Friday, February 5, 2021

Fear and Loathing in Los Cielos

Imagine you fall in love. You meet someone who understands you, knows you at a deep level. This person loves you unconditionally and joyfully promises to be with you for ever. You cultivate a giving relationship, where both of you make deep sacrifices and share parts of yourself. The union sprouts joy, and freedom. 

But as the relationship grows more intimate, things start to change. Your lover begins to point out the many ways that you depend on them. They demand that you become scrupulous, apologizing for even minor mistakes. Continued love is conditional on constant contrition. Your primary means of communicating with your lover is through apology, and you find that they are pleased when you beg forgiveness. You alone are vulnerable; a power imbalance of servant-master becomes the norm. You are constantly on edge that your lover will abandon you. 

We have words for this sort of relationship: manipulative, gaslighting, unhealthy. 

So my question is this: why do Christians promote this sort of relationship with God? 

I read scripture and hear the black song of manipulation. I read prayers written by the Church and still the same dark refrain. Here are a few examples from psalms, readings, and prayers I came across just this morning in Morning Prayer: 
  • "Have mercy on me."
  • "In your compassion blot out my offense."
  • "My sin is always before me."
  • "[The Lord] scourged you for the works of your hands." 
  • "For your name's sake, do not abandon us for ever." 
  • "Let your forgiveness be won for us by the pleading of [your servant]." 
This message is regular, continuous, overwhelming in the prayers of the Church. This posture seems to be the primary way that we communicate with our Creator, our Lover. And it seems to me to run contrary to the central story of love told to me by that same Church.

As an educated Catholic, I have been trained in a certain cosmology that involves 2 steps: (1) God created existence in an act of selfless love, and (2) God intends for all of existence to become one with Him in a response of selfless love. All of life is a process of deification, where creation literally becomes creator through the activity of real intimacy.

So what gives? If our relationship with God is to be a loving relationship, the most loving and most intimate relationship we ever experience, then why does our language betray a rather primal, unhealthy arrangement? 
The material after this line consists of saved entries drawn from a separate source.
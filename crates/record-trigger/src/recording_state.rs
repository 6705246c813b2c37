use std::time::Instant;

use uuid::Uuid;

/// Recording session state driven by remote triggers.
#[derive(Debug, Clone, Copy, PartialEq, Eq)]
pub enum RecordingState {
    /// No session in progress.
    Idle,
    /// A session started by a remote trigger is in progress.
    Recording {
        /// When the start trigger was handled.
        started_at: Instant,
        /// Unique session ID for log correlation.
        session_id: Uuid,
    },
}

impl RecordingState {
    /// Whether a session is in progress.
    pub fn is_recording(&self) -> bool {
        matches!(self, RecordingState::Recording { .. })
    }
}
I get that these things evolve over time. I get that humanity has not always been in a place where "healthy relationship" is a concept with general understanding and acceptance. I get that power in relationships has had a particular character for many millennia, and the thought of transfiguring apotheosis via loving relationship didn't jive with lived experience. 
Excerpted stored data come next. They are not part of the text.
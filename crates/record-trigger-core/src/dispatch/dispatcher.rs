//! Read-decode-dispatch loop for remote triggers.
//!
//! Runs on the listener's background thread. Owns the retry policy and
//! the framing policy; the socket itself belongs to [`ConnectionManager`].

use crate::{
    ConnectionManager, ConnectionState,
    dispatch::{DispatcherStats, RecordingControl, TimeSource},
    protocol::{Command, FrameAccumulator, FramingPolicy, Message, RECV_BUFFER_SIZE},
};

use std::{
    sync::{
        Arc,
        atomic::{AtomicBool, Ordering},
    },
    thread,
    time::Duration,
};

use tracing::{debug, info, instrument, warn};

pub(crate) struct MessageDispatcher {
    connection: Arc<ConnectionManager>,
    actions: Arc<dyn RecordingControl>,
    clock: Arc<dyn TimeSource>,
    /// Cleared exactly once, by the owning listener at shutdown.
    running: Arc<AtomicBool>,
    stats: Arc<DispatcherStats>,
    backoff: Duration,
    framing: FramingPolicy,
    accumulator: FrameAccumulator,
}

impl MessageDispatcher {
    pub(crate) fn new(
        connection: Arc<ConnectionManager>,
        actions: Arc<dyn RecordingControl>,
        clock: Arc<dyn TimeSource>,
        running: Arc<AtomicBool>,
        stats: Arc<DispatcherStats>,
        backoff: Duration,
        framing: FramingPolicy,
    ) -> Self {
        Self {
            connection,
            actions,
            clock,
            running,
            stats,
            backoff,
            framing,
            accumulator: FrameAccumulator::new(),
        }
    }

    fn is_running(&self) -> bool {
        self.running.load(Ordering::Acquire)
    }

    /// Connect, receive until the connection drops, repeat until stopped.
    #[instrument(skip(self), fields(endpoint = %self.connection.endpoint()))]
    pub(crate) fn run(mut self) {
        info!(framing = ?self.framing, "Trigger listener started");

        let mut buf = [0u8; RECV_BUFFER_SIZE];
        let mut connected_before = false;

        while self.is_running() {
            if !self.establish() {
                break;
            }

            if connected_before {
                self.stats.record_reconnect();
            }
            connected_before = true;

            self.receive_until_disconnected(&mut buf);

            self.connection.close();
            if self.accumulator.pending() > 0 {
                debug!(
                    pending = self.accumulator.pending(),
                    "Dropping partial frame"
                );
            }
            self.accumulator.clear();
        }

        self.connection.close();
        info!("Trigger listener stopped");
    }

    /// Retry connecting until it succeeds or shutdown is requested.
    ///
    /// Returns `false` when the loop should exit.
    fn establish(&self) -> bool {
        while self.is_running() {
            self.stats.record_connect_attempt();
            match self.connection.connect() {
                Ok(()) => return true,
                Err(e) => {
                    debug!(error = %e, backoff_ms = self.backoff.as_millis(), "Connect failed");
                    if self.is_running() {
                        thread::sleep(self.backoff);
                    }
                }
            }
        }
        false
    }

    fn receive_until_disconnected(&mut self, buf: &mut [u8]) {
        while self.is_running() && self.connection.state() == ConnectionState::Connected {
            match self.connection.receive(buf) {
                Ok(0) => {
                    info!("Connection closed by peer");
                    return;
                }
                Ok(n) => {
                    self.handle_bytes(&buf[..n]);
                }
                Err(e) => {
                    if self.is_running() {
                        warn!(error = %e, "Receive failed, reconnecting");
                    } else {
                        debug!(error = %e, "Receive interrupted by shutdown");
                    }
                    return;
                }
            }
        }
    }

    /// Apply the framing policy to one receive result.
    ///
    /// Returns how many host actions were invoked.
    pub(crate) fn handle_bytes(&mut self, bytes: &[u8]) -> usize {
        match self.framing {
            FramingPolicy::PerRead => match Message::decode(bytes) {
                Ok(message) => usize::from(self.dispatch(&message).is_some()),
                Err(e) => {
                    self.stats.record_discarded();
                    debug!(error = %e, "Discarding frame");
                    0
                }
            },
            FramingPolicy::Accumulate => {
                let frames = self.accumulator.push(bytes);
                frames
                    .iter()
                    .filter_map(|frame| Message::decode(frame).ok())
                    .filter(|message| self.dispatch(message).is_some())
                    .count()
            }
        }
    }

    /// Invoke the host action for `message`, if it names one.
    pub(crate) fn dispatch(&self, message: &Message) -> Option<Command> {
        let command = match message.command() {
            Ok(command) => command,
            Err(e) => {
                self.stats.record_unknown();
                warn!(error = %e, "Ignoring trigger");
                return None;
            }
        };

        match command {
            Command::StartTrigger => {
                let latency_ms = message.latency_secs(self.clock.now_secs()) * 1000.0;
                debug!(latency_ms, "Start trigger received");
                self.actions.start_recording();
            }
            Command::StopTrigger => {
                debug!("Stop trigger received");
                self.actions.stop_recording();
            }
        }

        self.stats.record_dispatched();
        Some(command)
    }
}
But we're here, now. We have better vocab and better frameworks. We know better. 

Honestly, I'm not sure where this leaves me. Yes, I'll continue to pray using the timeless language of scripture and yes, I'll continue to utter the beautiful words of the Church. But an internal dialog will persist, one that resists the vocab of sin and supplication even while the very words leave my lips. When the language of the Church falls short, my soul will fill the void.
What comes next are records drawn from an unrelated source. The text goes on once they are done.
//! Single outbound TCP connection to the trigger server.
//!
//! The background thread owns connect and receive. [`ConnectionManager::close`]
//! is the one operation allowed from another thread: it shuts the socket
//! down so a blocked receive returns promptly.

use crate::{
    CoreResult, ListenerError,
    net::{DEFAULT_CONNECT_TIMEOUT, DEFAULT_ENDPOINT},
};

use std::{
    io::{self, ErrorKind, Read},
    net::{Shutdown, SocketAddr, TcpStream, ToSocketAddrs},
    panic::Location,
    sync::{Mutex, MutexGuard, TryLockError},
    time::Duration,
};

use error_location::ErrorLocation;
use tracing::{debug, error, info, instrument, warn};

/// Connection state, owned by [`ConnectionManager`].
#[derive(Debug, Clone, Copy, PartialEq, Eq)]
pub enum ConnectionState {
    /// No socket is open.
    Disconnected,
    /// A connection attempt is in flight.
    Connecting,
    /// A socket is open and readable.
    Connected,
}

struct Control {
    state: ConnectionState,
    /// Handle used for shutdown; never read from.
    stream: Option<TcpStream>,
}

/// Owns the socket to the trigger server and delivers raw bytes.
///
/// Two handles to the same socket are kept: the reader, locked for the
/// whole of a blocking receive, and the control handle, which `close` can
/// always reach without waiting on that receive.
pub struct ConnectionManager {
    endpoint: String,
    connect_timeout: Duration,
    control: Mutex<Control>,
    reader: Mutex<Option<TcpStream>>,
    /// Held before every connect so tests can observe an in-flight handshake.
    #[cfg(test)]
    handshake_delay: Duration,
}

impl ConnectionManager {
    /// Create a manager for `endpoint` (`host:port`). Nothing is opened yet.
    pub fn new(endpoint: impl Into<String>, connect_timeout: Duration) -> Self {
        Self {
            endpoint: endpoint.into(),
            connect_timeout,
            control: Mutex::new(Control {
                state: ConnectionState::Disconnected,
                stream: None,
            }),
            reader: Mutex::new(None),
            #[cfg(test)]
            handshake_delay: Duration::ZERO,
        }
    }

    #[cfg(test)]
    pub(crate) fn with_handshake_delay(mut self, delay: Duration) -> Self {
        self.handshake_delay = delay;
        self
    }

    /// Manager for the fixed local trigger endpoint.
    pub fn local() -> Self {
        Self::new(DEFAULT_ENDPOINT, DEFAULT_CONNECT_TIMEOUT)
    }

    /// Endpoint this manager connects to.
    pub fn endpoint(&self) -> &str {
        &self.endpoint
    }

    /// Current connection state.
    pub fn state(&self) -> ConnectionState {
        self.control().state
    }

    /// Resolve the endpoint and open a stream connection.
    ///
    /// Tries every resolved address once. Retrying is left to the caller.
    ///
    /// # Errors
    ///
    /// Returns [`ListenerError::ResolveFailed`] if the endpoint does not
    /// resolve and [`ListenerError::ConnectFailed`] if no address accepts.
    #[track_caller]
    #[instrument(skip(self), fields(endpoint = %self.endpoint))]
    pub fn connect(&self) -> CoreResult<()> {
        {
            let mut control = self.control();
            if control.state == ConnectionState::Connected {
                debug!("Already connected");
                return Ok(());
            }
            control.state = ConnectionState::Connecting;
        }
        debug!("Connecting");

        let stream = match self.open_stream() {
            Ok(stream) => stream,
            Err(e) => {
                self.control().state = ConnectionState::Disconnected;
                return Err(e);
            }
        };

        let reader = match stream.try_clone() {
            Ok(reader) => reader,
            Err(source) => {
                self.control().state = ConnectionState::Disconnected;
                return Err(ListenerError::ConnectFailed {
                    endpoint: self.endpoint.clone(),
                    source,
                    location: ErrorLocation::from(Location::caller()),
                });
            }
        };

        *self.reader() = Some(reader);
        {
            let mut control = self.control();
            control.stream = Some(stream);
            control.state = ConnectionState::Connected;
        }

        info!("Connected to trigger server");

        Ok(())
    }

    /// Blocking read of whatever bytes are available, up to `buf.len()`.
    ///
    /// `Ok(0)` means the peer closed the connection in an orderly way.
    ///
    /// # Errors
    ///
    /// Returns [`ListenerError::NotConnected`] without an open socket and
    /// [`ListenerError::ReceiveFailed`] on socket errors, including the
    /// socket being closed underneath the read.
    #[track_caller]
    pub fn receive(&self, buf: &mut [u8]) -> CoreResult<usize> {
        let mut reader = self.reader();
        let Some(stream) = reader.as_mut() else {
            return Err(ListenerError::NotConnected {
                location: ErrorLocation::from(Location::caller()),
            });
        };

        loop {
            match stream.read(buf) {
                Ok(n) => return Ok(n),
                Err(e) if e.kind() == ErrorKind::Interrupted => continue,
                Err(source) => {
                    return Err(ListenerError::ReceiveFailed {
                        source,
                        location: ErrorLocation::from(Location::caller()),
                    });
                }
            }
        }
    }

    /// Close the socket if open. Idempotent and safe to call from any
    /// thread, including while another thread is blocked in [`receive`].
    ///
    /// Failures are logged and otherwise ignored.
    ///
    /// [`receive`]: ConnectionManager::receive
    #[instrument(skip(self), fields(endpoint = %self.endpoint))]
    pub fn close(&self) {
        {
            let mut control = self.control();
            if let Some(stream) = control.stream.take() {
                match stream.shutdown(Shutdown::Both) {
                    Ok(()) => {}
                    // Peer already gone.
                    Err(e) if e.kind() == ErrorKind::NotConnected => {}
                    Err(e) => warn!(error = %e, "Socket shutdown failed"),
                }
                info!("Connection closed");
            }
            control.state = ConnectionState::Disconnected;
        }

        // A receive in progress holds the reader; it returns once the
        // shutdown above lands and the receive loop closes again.
        match self.reader.try_lock() {
            Ok(mut reader) => {
                reader.take();
            }
            Err(TryLockError::Poisoned(poisoned)) => {
                poisoned.into_inner().take();
            }
            Err(TryLockError::WouldBlock) => {}
        }
    }

    #[track_caller]
    fn open_stream(&self) -> CoreResult<TcpStream> {
        #[cfg(test)]
        std::thread::sleep(self.handshake_delay);

        let addresses: Vec<SocketAddr> = self
            .endpoint
            .to_socket_addrs()
            .map_err(|e| ListenerError::ResolveFailed {
                endpoint: self.endpoint.clone(),
                reason: e.to_string(),
                location: ErrorLocation::from(Location::caller()),
            })?
            .collect();

        if addresses.is_empty() {
            return Err(ListenerError::ResolveFailed {
                endpoint: self.endpoint.clone(),
                reason: "no addresses".to_string(),
                location: ErrorLocation::from(Location::caller()),
            });
        }

        let mut last_error = None;
        for address in addresses {
            let attempt = if self.connect_timeout.is_zero() {
                TcpStream::connect(address)
            } else {
                TcpStream::connect_timeout(&address, self.connect_timeout)
            };

            match attempt {
                Ok(stream) => {
                    if let Err(e) = stream.set_nodelay(true) {
                        warn!(error = %e, "Failed to disable Nagle on trigger socket");
                    }
                    return Ok(stream);
                }
                Err(e) => {
                    debug!(%address, error = %e, "Connection attempt failed");
                    last_error = Some(e);
                }
            }
        }

        Err(ListenerError::ConnectFailed {
            endpoint: self.endpoint.clone(),
            source: last_error.unwrap_or_else(|| io::Error::from(ErrorKind::NotConnected)),
            location: ErrorLocation::from(Location::caller()),
        })
    }

    fn control(&self) -> MutexGuard<'_, Control> {
        self.control.lock().unwrap_or_else(|e| {
            error!("Connection control lock poisoned, recovering: {}", e);
            e.into_inner()
        })
    }

    fn reader(&self) -> MutexGuard<'_, Option<TcpStream>> {
        self.reader.lock().unwrap_or_else(|e| {
            error!("Connection reader lock poisoned, recovering: {}", e);
            e.into_inner()
        })
    }
}

impl std::fmt::Debug for ConnectionManager {
    fn fmt(&self, f: &mut std::fmt::Formatter<'_>) -> std::fmt::Result {
        f.debug_struct("ConnectionManager")
            .field("endpoint", &self.endpoint)
            .field("connect_timeout", &self.connect_timeout)
            .field("state", &self.state())
            .finish()
    }
}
Because I long for God. Deeply. I long for a lover, not a ruler. A partner, not a master. A presence that reaches out from the abyss to give meaning to existence. 

Maybe this is the design, and I'm living a secret script. Maybe the given prayers and words are supposed to fall short, and each of us must pick up the song in our hearts. Maybe we're meant to improvise, to find the point where our artistry of holiness is no longer satisfied by the words of others. 

In my experience, that is what loving is like--maybe God desires the same in this celestial tryst.